### TASK STATEMENT
Repeat nothing but the lines below running from the one containing "capacity is reached." to the one containing "a blocking context.". Keep both end lines.

### INPUT MATERIAL
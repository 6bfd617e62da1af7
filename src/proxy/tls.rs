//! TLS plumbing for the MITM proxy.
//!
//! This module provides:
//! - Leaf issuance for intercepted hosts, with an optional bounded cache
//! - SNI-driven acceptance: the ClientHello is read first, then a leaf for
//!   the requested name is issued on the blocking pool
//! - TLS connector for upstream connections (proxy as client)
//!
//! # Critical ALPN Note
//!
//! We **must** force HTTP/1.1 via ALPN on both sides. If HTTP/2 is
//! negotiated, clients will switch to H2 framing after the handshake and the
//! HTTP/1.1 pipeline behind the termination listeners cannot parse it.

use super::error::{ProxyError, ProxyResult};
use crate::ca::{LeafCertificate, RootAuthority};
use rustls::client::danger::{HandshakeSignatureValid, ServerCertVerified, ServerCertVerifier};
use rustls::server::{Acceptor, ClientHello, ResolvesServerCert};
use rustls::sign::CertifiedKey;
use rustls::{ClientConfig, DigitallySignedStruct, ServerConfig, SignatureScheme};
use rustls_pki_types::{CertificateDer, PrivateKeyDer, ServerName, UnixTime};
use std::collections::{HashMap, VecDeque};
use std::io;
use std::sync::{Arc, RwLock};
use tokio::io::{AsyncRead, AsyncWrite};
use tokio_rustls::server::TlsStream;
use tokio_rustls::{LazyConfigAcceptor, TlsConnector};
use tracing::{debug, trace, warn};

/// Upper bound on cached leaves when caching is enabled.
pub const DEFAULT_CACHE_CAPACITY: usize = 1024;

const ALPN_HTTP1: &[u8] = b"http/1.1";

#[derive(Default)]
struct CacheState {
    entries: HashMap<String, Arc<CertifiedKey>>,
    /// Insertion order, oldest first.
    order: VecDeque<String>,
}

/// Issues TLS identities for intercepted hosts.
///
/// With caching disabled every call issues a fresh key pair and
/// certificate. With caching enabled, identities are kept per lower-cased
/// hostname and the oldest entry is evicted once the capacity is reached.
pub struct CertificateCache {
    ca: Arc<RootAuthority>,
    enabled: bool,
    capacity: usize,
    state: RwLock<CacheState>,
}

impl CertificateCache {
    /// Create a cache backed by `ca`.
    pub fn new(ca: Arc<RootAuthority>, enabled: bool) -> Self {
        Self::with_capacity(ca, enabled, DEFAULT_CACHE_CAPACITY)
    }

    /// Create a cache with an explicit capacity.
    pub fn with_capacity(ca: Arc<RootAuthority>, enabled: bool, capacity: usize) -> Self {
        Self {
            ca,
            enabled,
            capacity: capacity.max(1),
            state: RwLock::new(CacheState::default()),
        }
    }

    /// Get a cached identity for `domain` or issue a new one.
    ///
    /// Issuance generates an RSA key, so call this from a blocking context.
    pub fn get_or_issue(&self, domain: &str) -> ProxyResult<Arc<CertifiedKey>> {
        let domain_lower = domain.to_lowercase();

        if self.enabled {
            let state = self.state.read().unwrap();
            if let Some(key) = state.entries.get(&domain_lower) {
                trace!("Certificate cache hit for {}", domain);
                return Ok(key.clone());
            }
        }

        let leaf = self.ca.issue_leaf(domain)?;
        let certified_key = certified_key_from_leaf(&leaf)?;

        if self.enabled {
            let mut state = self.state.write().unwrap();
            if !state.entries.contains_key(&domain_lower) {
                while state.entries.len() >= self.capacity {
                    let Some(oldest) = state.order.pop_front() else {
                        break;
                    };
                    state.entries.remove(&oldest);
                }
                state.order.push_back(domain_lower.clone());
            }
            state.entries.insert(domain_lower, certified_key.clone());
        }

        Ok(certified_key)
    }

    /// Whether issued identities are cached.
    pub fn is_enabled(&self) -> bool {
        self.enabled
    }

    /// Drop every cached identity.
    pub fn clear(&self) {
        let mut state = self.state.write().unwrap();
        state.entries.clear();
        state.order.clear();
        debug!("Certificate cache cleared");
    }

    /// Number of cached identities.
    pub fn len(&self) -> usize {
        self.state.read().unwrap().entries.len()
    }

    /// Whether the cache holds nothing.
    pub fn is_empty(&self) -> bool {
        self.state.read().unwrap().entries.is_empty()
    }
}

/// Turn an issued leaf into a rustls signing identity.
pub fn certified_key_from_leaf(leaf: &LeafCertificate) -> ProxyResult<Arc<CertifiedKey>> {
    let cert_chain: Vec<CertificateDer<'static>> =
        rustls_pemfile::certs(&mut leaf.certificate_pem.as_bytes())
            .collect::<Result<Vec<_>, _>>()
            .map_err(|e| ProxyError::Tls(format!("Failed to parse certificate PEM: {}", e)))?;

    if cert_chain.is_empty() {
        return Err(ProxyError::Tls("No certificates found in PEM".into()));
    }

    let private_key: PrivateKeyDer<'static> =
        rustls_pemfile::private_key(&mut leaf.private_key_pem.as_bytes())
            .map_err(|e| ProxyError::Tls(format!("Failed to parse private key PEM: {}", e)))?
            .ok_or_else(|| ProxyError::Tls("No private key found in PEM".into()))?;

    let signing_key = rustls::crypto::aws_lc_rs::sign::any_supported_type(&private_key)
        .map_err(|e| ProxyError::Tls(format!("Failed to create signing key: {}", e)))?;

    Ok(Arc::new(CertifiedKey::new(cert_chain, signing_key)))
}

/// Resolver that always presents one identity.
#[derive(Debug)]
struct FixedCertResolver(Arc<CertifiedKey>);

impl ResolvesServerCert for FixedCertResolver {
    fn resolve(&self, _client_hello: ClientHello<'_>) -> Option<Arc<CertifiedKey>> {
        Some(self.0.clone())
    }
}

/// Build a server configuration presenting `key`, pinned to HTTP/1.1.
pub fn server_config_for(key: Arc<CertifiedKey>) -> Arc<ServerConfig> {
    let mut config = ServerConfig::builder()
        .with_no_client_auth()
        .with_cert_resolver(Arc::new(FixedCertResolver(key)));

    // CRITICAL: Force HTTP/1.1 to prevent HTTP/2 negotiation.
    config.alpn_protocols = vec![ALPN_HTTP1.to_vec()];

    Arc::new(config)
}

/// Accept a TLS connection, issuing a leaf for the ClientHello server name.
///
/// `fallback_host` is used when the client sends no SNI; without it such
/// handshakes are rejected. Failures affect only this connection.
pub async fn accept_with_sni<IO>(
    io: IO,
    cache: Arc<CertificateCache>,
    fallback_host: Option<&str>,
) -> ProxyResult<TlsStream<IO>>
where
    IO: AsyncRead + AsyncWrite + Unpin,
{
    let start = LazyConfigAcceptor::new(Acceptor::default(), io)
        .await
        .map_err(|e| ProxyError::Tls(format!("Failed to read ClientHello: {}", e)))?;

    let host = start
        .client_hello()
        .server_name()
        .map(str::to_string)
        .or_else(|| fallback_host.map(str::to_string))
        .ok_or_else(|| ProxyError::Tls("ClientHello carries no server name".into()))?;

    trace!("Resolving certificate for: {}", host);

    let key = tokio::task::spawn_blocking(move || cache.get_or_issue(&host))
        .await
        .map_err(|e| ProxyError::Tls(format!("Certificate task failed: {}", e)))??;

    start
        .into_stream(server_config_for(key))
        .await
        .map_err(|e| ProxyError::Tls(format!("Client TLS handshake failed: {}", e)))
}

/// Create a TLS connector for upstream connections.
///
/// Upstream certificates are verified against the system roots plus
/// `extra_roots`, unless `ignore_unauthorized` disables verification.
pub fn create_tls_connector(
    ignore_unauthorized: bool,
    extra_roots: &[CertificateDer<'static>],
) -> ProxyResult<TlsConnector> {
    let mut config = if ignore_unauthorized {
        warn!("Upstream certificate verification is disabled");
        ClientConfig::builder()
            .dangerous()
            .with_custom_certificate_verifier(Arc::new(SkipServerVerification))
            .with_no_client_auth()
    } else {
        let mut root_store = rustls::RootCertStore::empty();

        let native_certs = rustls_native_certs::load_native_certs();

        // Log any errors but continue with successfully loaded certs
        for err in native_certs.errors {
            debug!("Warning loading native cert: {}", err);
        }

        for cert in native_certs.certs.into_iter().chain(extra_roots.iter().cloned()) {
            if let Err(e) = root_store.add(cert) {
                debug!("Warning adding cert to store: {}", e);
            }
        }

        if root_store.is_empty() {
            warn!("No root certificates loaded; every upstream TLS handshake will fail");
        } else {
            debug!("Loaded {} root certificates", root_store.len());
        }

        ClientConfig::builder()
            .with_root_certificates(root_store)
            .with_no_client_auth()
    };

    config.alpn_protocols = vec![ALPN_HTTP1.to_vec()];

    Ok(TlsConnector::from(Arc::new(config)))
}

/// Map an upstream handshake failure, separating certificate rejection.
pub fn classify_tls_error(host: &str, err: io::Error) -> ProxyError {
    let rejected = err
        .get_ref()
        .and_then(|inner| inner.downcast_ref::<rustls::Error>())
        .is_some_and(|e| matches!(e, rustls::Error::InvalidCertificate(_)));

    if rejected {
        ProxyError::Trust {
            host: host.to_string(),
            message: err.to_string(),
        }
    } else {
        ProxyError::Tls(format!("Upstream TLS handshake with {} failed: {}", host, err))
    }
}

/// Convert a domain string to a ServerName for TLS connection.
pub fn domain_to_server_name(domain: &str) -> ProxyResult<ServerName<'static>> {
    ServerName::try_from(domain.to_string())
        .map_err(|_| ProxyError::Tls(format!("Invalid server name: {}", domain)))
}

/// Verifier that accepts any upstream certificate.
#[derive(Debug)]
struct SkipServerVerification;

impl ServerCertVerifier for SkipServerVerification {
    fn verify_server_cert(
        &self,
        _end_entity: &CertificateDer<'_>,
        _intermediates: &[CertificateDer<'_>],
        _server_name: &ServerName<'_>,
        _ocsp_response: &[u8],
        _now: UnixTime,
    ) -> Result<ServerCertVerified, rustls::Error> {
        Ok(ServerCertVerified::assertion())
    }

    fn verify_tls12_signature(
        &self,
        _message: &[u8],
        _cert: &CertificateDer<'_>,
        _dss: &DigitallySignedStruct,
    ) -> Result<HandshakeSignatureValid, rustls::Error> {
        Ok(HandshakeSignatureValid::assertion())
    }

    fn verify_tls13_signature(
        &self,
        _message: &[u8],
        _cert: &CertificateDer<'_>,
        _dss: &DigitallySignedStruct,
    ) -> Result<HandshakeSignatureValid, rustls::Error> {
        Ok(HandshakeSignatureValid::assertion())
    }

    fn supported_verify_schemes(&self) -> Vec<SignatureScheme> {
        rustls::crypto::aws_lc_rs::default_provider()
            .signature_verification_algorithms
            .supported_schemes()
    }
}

### THE COMPLETED TASK
/// hostname and the oldest entry is evicted once the capacity is reached.
pub struct CertificateCache {
    ca: Arc<RootAuthority>,
    enabled: bool,
    capacity: usize,
    state: RwLock<CacheState>,
}

impl CertificateCache {
    /// Create a cache backed by `ca`.
    pub fn new(ca: Arc<RootAuthority>, enabled: bool) -> Self {
        Self::with_capacity(ca, enabled, DEFAULT_CACHE_CAPACITY)
    }

    /// Create a cache with an explicit capacity.
    pub fn with_capacity(ca: Arc<RootAuthority>, enabled: bool, capacity: usize) -> Self {
        Self {
            ca,
            enabled,
            capacity: capacity.max(1),
            state: RwLock::new(CacheState::default()),
        }
    }

    /// Get a cached identity for `domain` or issue a new one.
    ///
    /// Issuance generates an RSA key, so call this from a blocking context.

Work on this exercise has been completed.